Ecological study of trends with 2 cross-sectional cuts, corresponding to two periods of analysis: 1996-1998 and 2005-2007. Units of analysis were census tracts of the 33 Spanish cities. A deprivation index calculated for each census tracts in all cities was included as a covariate. A Bayesian hierarchical model was used to estimate smoothed Standardized Mortality Ratios (sSMR) by each census tract and period. The geographical distribution of these sSMR was represented using maps of septiles. In addition, two different Bayesian hierarchical models were used to measure the association between all-cause mortality and the deprivation index in each city and period, and by sex: (1) including the association as a fixed effect for each city; (2) including the association as random effects. In both models the data spatial structure can be controlled within each city. The association in each city was measured using relative risks (RR) and their 95 % credible intervals (95 % CI).

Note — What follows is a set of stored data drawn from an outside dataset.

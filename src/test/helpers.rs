use serde_json::{json, Value};

pub const GALLERY_BUILD_ID: &str = "Xk29_fPqLm0aRt7vB3cY1";

pub fn gallery_html() -> &'static str {
    include_str!("card_gallery.html")
}

pub fn minimal_raw_card(id: &str, name: &str) -> Value {
    json!({ "id": id, "name": name })
}

pub fn complete_raw_card(
    id: &str,
    name: &str,
    (set_id, set_label): (&str, &str),
    (type_id, type_label): (&str, &str),
) -> Value {
    json!({
        "id": id,
        "name": name,
        "publicCode": "OGN-001/298",
        "collectorNumber": 1,
        "orientation": "portrait",
        "set": { "value": { "id": set_id, "label": set_label } },
        "cardType": {
            "type": [{ "id": type_id, "label": type_label }],
            "superType": [{ "id": "champion", "label": "Champion" }]
        },
        "rarity": { "value": { "id": "common", "label": "Common" } },
        "domain": {
            "values": [
                { "id": "fury", "label": "Fury" },
                { "id": "chaos", "label": "Chaos" }
            ]
        },
        "energy": { "value": { "id": "5", "label": "5" } },
        "might": { "value": { "id": "5", "label": "5" } },
        "power": { "value": { "id": "1", "label": "1" } },
        "tags": { "tags": ["Noxus"] },
        "text": {
            "richText": {
                "body": "<p>[Accelerate] <strong>Deal 2</strong> &amp; more</p>"
            }
        },
        "illustrator": { "values": [{ "id": "kudos", "label": "Kudos Productions" }] },
        "cardImage": {
            "url": "https://cmsassets.example.com/game_data_live/9a8b7c6d-744x1039.png"
        }
    })
}

pub fn with_image_url(mut card: Value, url: &str) -> Value {
    card["cardImage"] = json!({ "url": url });
    card
}

/// Wraps `cards` the way the gallery data endpoint nests them.
pub fn card_gallery_payload(cards: Vec<Value>) -> Value {
    json!({
        "pageProps": {
            "page": {
                "blades": [
                    { "type": "hero" },
                    { "type": "filters" },
                    { "type": "cardGallery", "cards": { "items": cards } }
                ]
            }
        },
        "__N_SSG": true
    })
}

/// Two complete cards and a third without rarity and domain.
pub fn three_card_payload(image_base: &str) -> Value {
    let first = complete_raw_card(
        "ogn-001",
        "Blazing Scorcher",
        ("OGN", "Origins"),
        ("unit", "Unit"),
    );
    let second = complete_raw_card(
        "ogn-002",
        "Hextech Ray",
        ("OGN", "Origins"),
        ("spell", "Spell"),
    );
    let mut third = complete_raw_card(
        "sfd-003",
        "Wandering Rune",
        ("SFD", "Spiritforged"),
        ("unit", "Unit"),
    );
    if let Some(card) = third.as_object_mut() {
        card.remove("rarity");
        card.remove("domain");
    }

    card_gallery_payload(vec![
        with_image_url(first, &format!("{}/images/aaaa1111-744x1039.png", image_base)),
        with_image_url(second, &format!("{}/images/bbbb2222-744x1039.png", image_base)),
        with_image_url(third, &format!("{}/images/cccc3333-744x1039.png", image_base)),
    ])
}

For most cities and in both sexes, mortality rates decline over time. For women, the mortality and deprivation patterns are similar in the first period, while in the second they are different for most cities. For men, RRs remain stable over time in 29 cities, in 3 diminish and in 1 increase. For women, in 30 cities, a non-significant change over time in RR is observed. However, in 4 cities RR diminishes. In overall terms, inequalities decrease (with a probability of 0.9) in both men (RR = 1.13, 95 % CI = 1.12-1.15 in the 1st period; RR = 1.11, 95 % CI = 1.09-1.13 in the 2nd period) and women (RR = 1.07, 95 % CI = 1.05-1.08 in the 1st period; RR = 1.04, 95 % CI = 1.02-1.06 in the 2nd period).
In the future, it is important to conduct further trend studies, allowing to monitoring trends in socioeconomic inequalities in mortality and to identify (among other things) temporal factors that may influence these inequalities.